Paul Bledsoe, a former Clinton White House aide on climate change, said Clinton "is in a tough primary battle, and opposing Keystone has direct appeal to many Democratic activists she is courting, so this is no surprise. It's hard to see her taking any other position politically at the moment, despite Keystone's relative un-importance as a substantive climate and emissions issue."

"Clinton's opposition will make it that much more difficult for President Obama to disappoint party activists and approve the pipeline," Bledsoe said.

"It's about time," said Erich Pica, president of Friends of the Earth Action, the political arm of the environmental group. "Now we need President Obama to finally deny the Keystone XL pipeline permit. And we need Secretary Clinton to use her Keystone XL test to keep fossil fuels in the ground."

The White House is now seen by the oil industry as the main obstacle but White House spokesman Josh Earnest deflected a question at Tuesday's briefing when asked how the administration might respond to an announcement by Clinton, who had said last week that she would finally have to take a position.

"This is a policy process that continues to be under way over at the State Department, and for updates in terms of the time frame in which a decision will be reached, I would refer you to the State Department," Earnest said. But sources at various agencies involved in reviewing the pipeline permit proposal have said in recent months that little work was being done to advance the project.

Although Clinton's position might give her a boost in the Democratic primaries, its effect on her longer term election prospects are less clear. The oil industry has successfully portrayed the project as an important creator of jobs, though most of those jobs would last a year or two while the permanent number would be fewer than 40.

Clinton's move runs against public opinion, where polls show consistently high support for the pipeline. A January CBS News poll found 60 percent in favor of building the pipeline while 28 percent were opposed. A separate survey last year by the Pew Research Center found majority support among most Republican and Democratic-leaning groups. The exception were solid liberals, who opposed the pipeline by nearly 2 to 1 margin.

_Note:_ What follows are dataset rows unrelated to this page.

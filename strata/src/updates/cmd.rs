//! Redo commands written to the WAL
//!
//! Wire layout of one command (big-endian):
//! ```text
//! | type: i16 | id: u32 | body ... |
//! ```
//! Row masks are roaring bitmaps in their portable serialization, prefixed by
//! a u32 byte length. Column values are a bincode-encoded `Vec<(u32, Value)>`
//! with the same prefix.

use std::io::{Cursor, Read, Write};

use byteorder::{BigEndian, ReadBytesExt, WriteBytesExt};
use roaring::RoaringBitmap;

use super::column_chain::ColumnDelta;
use crate::catalog::BlockId;
use crate::txn::{Timestamp, TxnId};
use crate::{Result, StrataError, Value};

pub const CMD_UPDATE: i16 = 0x3000;
pub const CMD_DELETE: i16 = 0x3001;
pub const CMD_APPEND: i16 = 0x3002;
pub const CMD_COMPACT_BLOCK: i16 = 0x3003;

/// One redo record produced by a transaction entry
#[derive(Debug, Clone, PartialEq)]
pub enum UpdateCmd {
    Update { id: u32, block: BlockId, column: u16, delta: ColumnDelta },
    Delete { id: u32, block: BlockId, mask: RoaringBitmap },
    Append { id: u32, block: BlockId, start_row: u32, rows: u32 },
    CompactBlock { id: u32, from: BlockId, to: BlockId },
}

fn write_mask<W: Write>(w: &mut W, mask: &RoaringBitmap) -> Result<()> {
    let mut buf = Vec::with_capacity(mask.serialized_size());
    mask.serialize_into(&mut buf)?;
    w.write_u32::<BigEndian>(buf.len() as u32)?;
    w.write_all(&buf)?;
    Ok(())
}

fn read_mask<R: Read>(r: &mut R) -> Result<RoaringBitmap> {
    let len = r.read_u32::<BigEndian>()? as usize;
    let mut buf = vec![0u8; len];
    r.read_exact(&mut buf)?;
    Ok(RoaringBitmap::deserialize_from(&buf[..])?)
}

fn write_blob<W: Write>(w: &mut W, blob: &[u8]) -> Result<()> {
    w.write_u32::<BigEndian>(blob.len() as u32)?;
    w.write_all(blob)?;
    Ok(())
}

fn read_blob<R: Read>(r: &mut R) -> Result<Vec<u8>> {
    let len = r.read_u32::<BigEndian>()? as usize;
    let mut buf = vec![0u8; len];
    r.read_exact(&mut buf)?;
    Ok(buf)
}

impl UpdateCmd {
    pub fn cmd_type(&self) -> i16 {
        match self {
            UpdateCmd::Update { .. } => CMD_UPDATE,
            UpdateCmd::Delete { .. } => CMD_DELETE,
            UpdateCmd::Append { .. } => CMD_APPEND,
            UpdateCmd::CompactBlock { .. } => CMD_COMPACT_BLOCK,
        }
    }

    pub fn id(&self) -> u32 {
        match self {
            UpdateCmd::Update { id, .. }
            | UpdateCmd::Delete { id, .. }
            | UpdateCmd::Append { id, .. }
            | UpdateCmd::CompactBlock { id, .. } => *id,
        }
    }

    pub fn write_to<W: Write>(&self, w: &mut W) -> Result<()> {
        w.write_i16::<BigEndian>(self.cmd_type())?;
        w.write_u32::<BigEndian>(self.id())?;
        match self {
            UpdateCmd::Update { block, column, delta, .. } => {
                w.write_u64::<BigEndian>(*block)?;
                w.write_u16::<BigEndian>(*column)?;
                write_mask(w, &delta.mask)?;
                let values: Vec<(u32, Value)> =
                    delta.values.iter().map(|(r, v)| (*r, v.clone())).collect();
                write_blob(w, &bincode::serialize(&values)?)?;
            }
            UpdateCmd::Delete { block, mask, .. } => {
                w.write_u64::<BigEndian>(*block)?;
                write_mask(w, mask)?;
            }
            UpdateCmd::Append { block, start_row, rows, .. } => {
                w.write_u64::<BigEndian>(*block)?;
                w.write_u32::<BigEndian>(*start_row)?;
                w.write_u32::<BigEndian>(*rows)?;
            }
            UpdateCmd::CompactBlock { from, to, .. } => {
                w.write_u64::<BigEndian>(*from)?;
                w.write_u64::<BigEndian>(*to)?;
            }
        }
        Ok(())
    }

    pub fn read_from<R: Read>(r: &mut R) -> Result<Self> {
        let cmd_type = r.read_i16::<BigEndian>()?;
        let id = r.read_u32::<BigEndian>()?;
        let cmd = match cmd_type {
            CMD_UPDATE => {
                let block = r.read_u64::<BigEndian>()?;
                let column = r.read_u16::<BigEndian>()?;
                let mask = read_mask(r)?;
                let values: Vec<(u32, Value)> = bincode::deserialize(&read_blob(r)?)?;
                if values.len() as u64 != mask.len() {
                    return Err(StrataError::Corrupted(format!(
                        "update command {} has {} values for {} masked rows",
                        id,
                        values.len(),
                        mask.len()
                    )));
                }
                UpdateCmd::Update {
                    id,
                    block,
                    column,
                    delta: ColumnDelta { mask, values: values.into_iter().collect() },
                }
            }
            CMD_DELETE => {
                let block = r.read_u64::<BigEndian>()?;
                UpdateCmd::Delete { id, block, mask: read_mask(r)? }
            }
            CMD_APPEND => UpdateCmd::Append {
                id,
                block: r.read_u64::<BigEndian>()?,
                start_row: r.read_u32::<BigEndian>()?,
                rows: r.read_u32::<BigEndian>()?,
            },
            CMD_COMPACT_BLOCK => UpdateCmd::CompactBlock {
                id,
                from: r.read_u64::<BigEndian>()?,
                to: r.read_u64::<BigEndian>()?,
            },
            other => {
                return Err(StrataError::Corrupted(format!("unknown command type {:#x}", other)))
            }
        };
        Ok(cmd)
    }

    pub fn encode(&self) -> Result<Vec<u8>> {
        let mut buf = Vec::new();
        self.write_to(&mut buf)?;
        Ok(buf)
    }

    pub fn decode(bytes: &[u8]) -> Result<Self> {
        Self::read_from(&mut Cursor::new(bytes))
    }
}

/// All commands of one committing transaction, logged as a single WAL record
#[derive(Debug, Clone, PartialEq)]
pub struct CommandBatch {
    pub txn: TxnId,
    pub commit_ts: Timestamp,
    pub cmds: Vec<UpdateCmd>,
}

impl CommandBatch {
    pub fn new(txn: TxnId, commit_ts: Timestamp) -> Self {
        Self { txn, commit_ts, cmds: Vec::new() }
    }

    pub fn push(&mut self, cmd: UpdateCmd) {
        self.cmds.push(cmd);
    }

    pub fn encode(&self) -> Result<Vec<u8>> {
        let mut buf = Vec::new();
        buf.write_u64::<BigEndian>(self.txn)?;
        buf.write_u64::<BigEndian>(self.commit_ts)?;
        buf.write_u32::<BigEndian>(self.cmds.len() as u32)?;
        for cmd in &self.cmds {
            cmd.write_to(&mut buf)?;
        }
        Ok(buf)
    }

    pub fn decode(bytes: &[u8]) -> Result<Self> {
        let mut r = Cursor::new(bytes);
        let txn = r.read_u64::<BigEndian>()?;
        let commit_ts = r.read_u64::<BigEndian>()?;
        let count = r.read_u32::<BigEndian>()?;
        let mut cmds = Vec::with_capacity(count as usize);
        for _ in 0..count {
            cmds.push(UpdateCmd::read_from(&mut r)?);
        }
        if (r.position() as usize) != bytes.len() {
            return Err(StrataError::Corrupted("trailing bytes after command batch".into()));
        }
        Ok(Self { txn, commit_ts, cmds })
    }
}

Americans see a positive trade-off in the pipeline - they are optimistic about the pipeline's potential to create jobs and less certain of environmental downsides. A Washington Post-ABC News poll last year found 85 percent think the pipeline would create a significant number of jobs, while 47 percent thought it would pose a significant risk to the environment.

Many things have changed since TransCanada proposed its pipeline. The project was conceived as oil prices soared in 2007 and 2008, proposed to State in late 2008 as the financial markets were collapsing, and languished in subsequent years as oil prices soared again to more than $100 a barrel. But in the past year oil prices have plunged, prompting some oil sands companies to delay projects.

The pipeline is seen by the industry as crucial to cutting costs, because the pipeline fee is cheaper than fees charged by railroads, which have taken advantage of the lack of pipeline capacity in the region.

The Keystone XL pipeline was originally designed to run from just east of Edmonton to an existing pipeline in southern Nebraska, then pick up again in the giant oil terminal in Cushing, Okla. and run to Port Arthur, Texas. The southern leg of the project received approval from the Obama administration and has been constructed. But the northern leg remains in limbo. Meanwhile, many other pipelines have expanded their carrying capacity, but TransCanada is still committed to its project.

Mufson reported from Washington. Polling analyst Scott Clement contributed to this article.